The CJEU has emphasised in its case-law[9] that, where no judicial remedy is available against a decision of a national court, that court is, as a general rule, obliged, under the third paragraph of Article 267 TFEU[10], to refer a question on the interpretation of the TFEU to the CJEU.[11] The CJEU has also emphasised that the purpose of that obligation, as laid down in the third paragraph of Article 267 TFEU, is, inter alia, to prevent the development of national case-law in any Member State which is not in conformity with EU law.[12] Such an obligation does not apply to this Court where it finds that the question raised is irrelevant or that the provision of EU law in question has already been interpreted by the CJEU or that the correct application of EU law is so obvious as to exclude all reasonable doubt.[13] The existence of such cases must be assessed in the light of the specific characteristics of EU law, the particular difficulties of interpretation and the risk of divergent case-law within the Union.[14]

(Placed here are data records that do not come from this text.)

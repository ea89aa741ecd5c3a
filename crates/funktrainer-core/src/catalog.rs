//! Question catalog loading and flattening.
//!
//! Parses the JSON question bank (a recursively nested tree of sections)
//! and flattens it into a list of questions annotated with their category
//! path. The catalog is read once, fully materialized, before any
//! simulation starts.

use std::collections::{HashMap, HashSet};
use std::path::Path;

use crate::error::CatalogError;
use crate::model::{Catalog, CategorizedQuestion, Section};

/// Load and parse a catalog file.
pub fn load(path: &Path) -> Result<Catalog, CatalogError> {
    let content = std::fs::read_to_string(path).map_err(|source| CatalogError::Io {
        path: path.to_path_buf(),
        source,
    })?;
    parse(&content).map_err(|source| CatalogError::Parse {
        path: path.to_path_buf(),
        source,
    })
}

/// Parse catalog JSON from a string (useful for testing).
pub fn parse(content: &str) -> Result<Catalog, serde_json::Error> {
    serde_json::from_str(content)
}

/// Flatten the section tree into questions tagged with their category path.
///
/// Questions may be attached at any nesting depth; the path of each is the
/// chain of titles from the root section down to its own.
pub fn flatten(catalog: &Catalog) -> Vec<CategorizedQuestion> {
    let mut list = Vec::new();
    let mut path = Vec::new();
    for section in &catalog.sections {
        walk(section, &mut path, &mut list);
    }
    tracing::debug!(questions = list.len(), "flattened catalog");
    list
}

fn walk(section: &Section, path: &mut Vec<String>, out: &mut Vec<CategorizedQuestion>) {
    path.push(section.title.clone());
    for question in &section.questions {
        out.push(CategorizedQuestion {
            question: question.clone(),
            category_path: path.clone(),
        });
    }
    for sub in &section.sections {
        walk(sub, path, out);
    }
    path.pop();
}

/// One entry of the indented category listing.
#[derive(Debug, Clone, PartialEq, Eq)]
pub struct CategoryEntry {
    /// Last element of the category path.
    pub title: String,
    /// Nesting depth, 0 for top-level categories.
    pub depth: usize,
    /// Number of questions at or below this category.
    pub count: usize,
}

/// Distinct category path prefixes in first-seen order, with question
/// counts. Drives the category selector of practice mode.
pub fn categories(questions: &[CategorizedQuestion]) -> Vec<CategoryEntry> {
    let mut order: Vec<Vec<String>> = Vec::new();
    let mut counts: HashMap<Vec<String>, usize> = HashMap::new();

    for q in questions {
        for depth in 0..q.category_path.len() {
            let prefix = q.category_path[..=depth].to_vec();
            if !counts.contains_key(&prefix) {
                order.push(prefix.clone());
            }
            *counts.entry(prefix).or_insert(0) += 1;
        }
    }

    order
        .into_iter()
        .map(|prefix| CategoryEntry {
            title: prefix.last().cloned().unwrap_or_default(),
            depth: prefix.len() - 1,
            count: counts[&prefix],
        })
        .collect()
}

/// A content problem detected in the catalog.
#[derive(Debug, Clone)]
pub struct ValidationWarning {
    /// Question number the warning refers to, if any.
    pub number: Option<String>,
    pub message: String,
}

/// Check the flattened catalog for content inconsistencies.
///
/// Warnings are advisory; a catalog with warnings still loads and runs.
pub fn validate(questions: &[CategorizedQuestion]) -> Vec<ValidationWarning> {
    let mut warnings = Vec::new();
    let mut seen: HashSet<&str> = HashSet::new();

    for q in questions {
        let question = &q.question;
        if !seen.insert(question.number.as_str()) {
            warnings.push(ValidationWarning {
                number: Some(question.number.clone()),
                message: "duplicate question number".to_string(),
            });
        }
        let answers = [
            &question.answer_a,
            &question.answer_b,
            &question.answer_c,
            &question.answer_d,
        ];
        if answers.iter().any(|a| a.trim().is_empty()) {
            warnings.push(ValidationWarning {
                number: Some(question.number.clone()),
                message: "empty answer text".to_string(),
            });
        }
        if !matches!(question.class.as_str(), "1" | "2" | "3") {
            warnings.push(ValidationWarning {
                number: Some(question.number.clone()),
                message: format!("unknown class '{}'", question.class),
            });
        }
    }

    warnings
}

The Constitutional Court considers that the assessment of the abovementioned aspects of the initiation of the preliminary ruling procedure is a matter of technical law and has therefore typically refrained from constitutional review of judicial decisions on the subject.[15] The Constitutional Court has emphasised that it interprets the essence of the fundamental right to a fair trial in the enforcement of procedural rules of constitutional significance, and therefore does not consider the other elements of the procedure of the courts, in particular the way in which the disputes in question are decided, by applying the law and by exercising the discretionary power of the court, to be a question of constitutionality.[16] Consequently, in the initial period following the entry into force of the Fundamental Law, the Constitutional Court did not examine the merits of the initiation of the preliminary ruling procedure.[17]

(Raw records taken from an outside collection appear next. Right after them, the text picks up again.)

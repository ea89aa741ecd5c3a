//! The `funktrainer validate` command.

use std::collections::HashSet;
use std::path::PathBuf;

use anyhow::Result;
use rand::thread_rng;

use funktrainer_core::scheme::ExamType;
use funktrainer_core::{catalog, shuffle};

pub fn execute(catalog_path: PathBuf) -> Result<()> {
    let cat = catalog::load(&catalog_path)?;
    let questions = catalog::flatten(&cat);
    let category_count = catalog::categories(&questions).len();
    println!(
        "Catalog: {} questions, {} categories",
        questions.len(),
        category_count
    );

    let mut total_warnings = 0;

    let warnings = catalog::validate(&questions);
    for w in &warnings {
        let prefix = w
            .number
            .as_ref()
            .map(|n| format!("  [{n}]"))
            .unwrap_or_else(|| "  ".to_string());
        println!("{prefix} WARNING: {}", w.message);
    }
    total_warnings += warnings.len();

    // Exam coverage: every distinct part must be able to fill its draw.
    let mut rng = thread_rng();
    let pool = shuffle::shuffle_all(&questions, &mut rng);
    let mut seen = HashSet::new();
    for exam_type in ExamType::ALL {
        for definition in exam_type.parts() {
            if !seen.insert(definition.label) {
                continue;
            }
            let matching = pool.iter().filter(|q| definition.matches(q)).count();
            if matching == 0 {
                println!(
                    "  WARNING: part '{}' has no matching questions",
                    definition.label
                );
                total_warnings += 1;
            } else if matching < definition.count {
                println!(
                    "  WARNING: part '{}' has only {} of {} required questions (draws will repeat)",
                    definition.label, matching, definition.count
                );
                total_warnings += 1;
            }
        }
    }

    if total_warnings == 0 {
        println!("Catalog is valid.");
    } else {
        println!("\n{total_warnings} warning(s) found.");
    }

    Ok(())
}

The present study will examine how the Constitutional Court has refined this initial approach in its subsequent practice and how it has grounded the initiation of preliminary ruling proceedings in the fundamental rights context of the right to a fair trial.[18] Before doing so, however, it is necessary to briefly refer to the constitutional context of the right to a fair trial relevant to this issue.

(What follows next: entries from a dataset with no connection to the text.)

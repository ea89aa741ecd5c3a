//! Fair shuffling of answer sets and question pools.
//!
//! Uses Fisher–Yates via `rand::seq::SliceRandom`, so every permutation is
//! equally likely. All entry points take a caller-supplied [`Rng`]: the CLI
//! passes a thread or seeded RNG, tests pass a deterministic one.

use rand::seq::SliceRandom;
use rand::Rng;

use crate::model::{AnswerId, AnswerOption, CategorizedQuestion, ShuffledQuestion};

/// Turn a catalog question into display form with randomly ordered answers.
///
/// The option built from `answer_a` is the correct one. Each option carries
/// its own image reference, so later lookups never go back to the original
/// slot fields.
pub fn shuffle_answers(q: &CategorizedQuestion, rng: &mut impl Rng) -> ShuffledQuestion {
    let src = &q.question;
    let mut answers = vec![
        AnswerOption {
            id: AnswerId::A,
            text: src.answer_a.clone(),
            correct: true,
            picture: src.picture_a.clone(),
        },
        AnswerOption {
            id: AnswerId::B,
            text: src.answer_b.clone(),
            correct: false,
            picture: src.picture_b.clone(),
        },
        AnswerOption {
            id: AnswerId::C,
            text: src.answer_c.clone(),
            correct: false,
            picture: src.picture_c.clone(),
        },
        AnswerOption {
            id: AnswerId::D,
            text: src.answer_d.clone(),
            correct: false,
            picture: src.picture_d.clone(),
        },
    ];
    answers.shuffle(rng);

    ShuffledQuestion {
        number: src.number.clone(),
        class: src.class.clone(),
        text: src.question.clone(),
        picture: src.picture_question.clone(),
        category_path: q.category_path.clone(),
        answers,
    }
}

/// Shuffle every question of a freshly flattened catalog.
pub fn shuffle_all(questions: &[CategorizedQuestion], rng: &mut impl Rng) -> Vec<ShuffledQuestion> {
    questions.iter().map(|q| shuffle_answers(q, rng)).collect()
}

/// Shuffle a pool in place, e.g. to randomize draw order.
pub fn shuffle_pool<T>(items: &mut [T], rng: &mut impl Rng) {
    items.shuffle(rng);
}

II. The fundamental rights context of the preliminary ruling procedure

II.1. On the right to a fair trial in general

According to the long-standing interpretation of the Constitutional Court, "in the framework of the rule of law, the procedure must lead to the court actually ‚adjudicating' the rights and obligations at stake in the proceedings in the manner described therein: all the requirements set out in the Constitution - that the court be established by law, that it be independent and impartial, that the trial be fair (in the words of the international conventions: fair, equitable, in billiger Weise) and public - serve this purpose, and only by meeting these requirements can a constitutionally final, substantive decision establishing the right be taken".[19]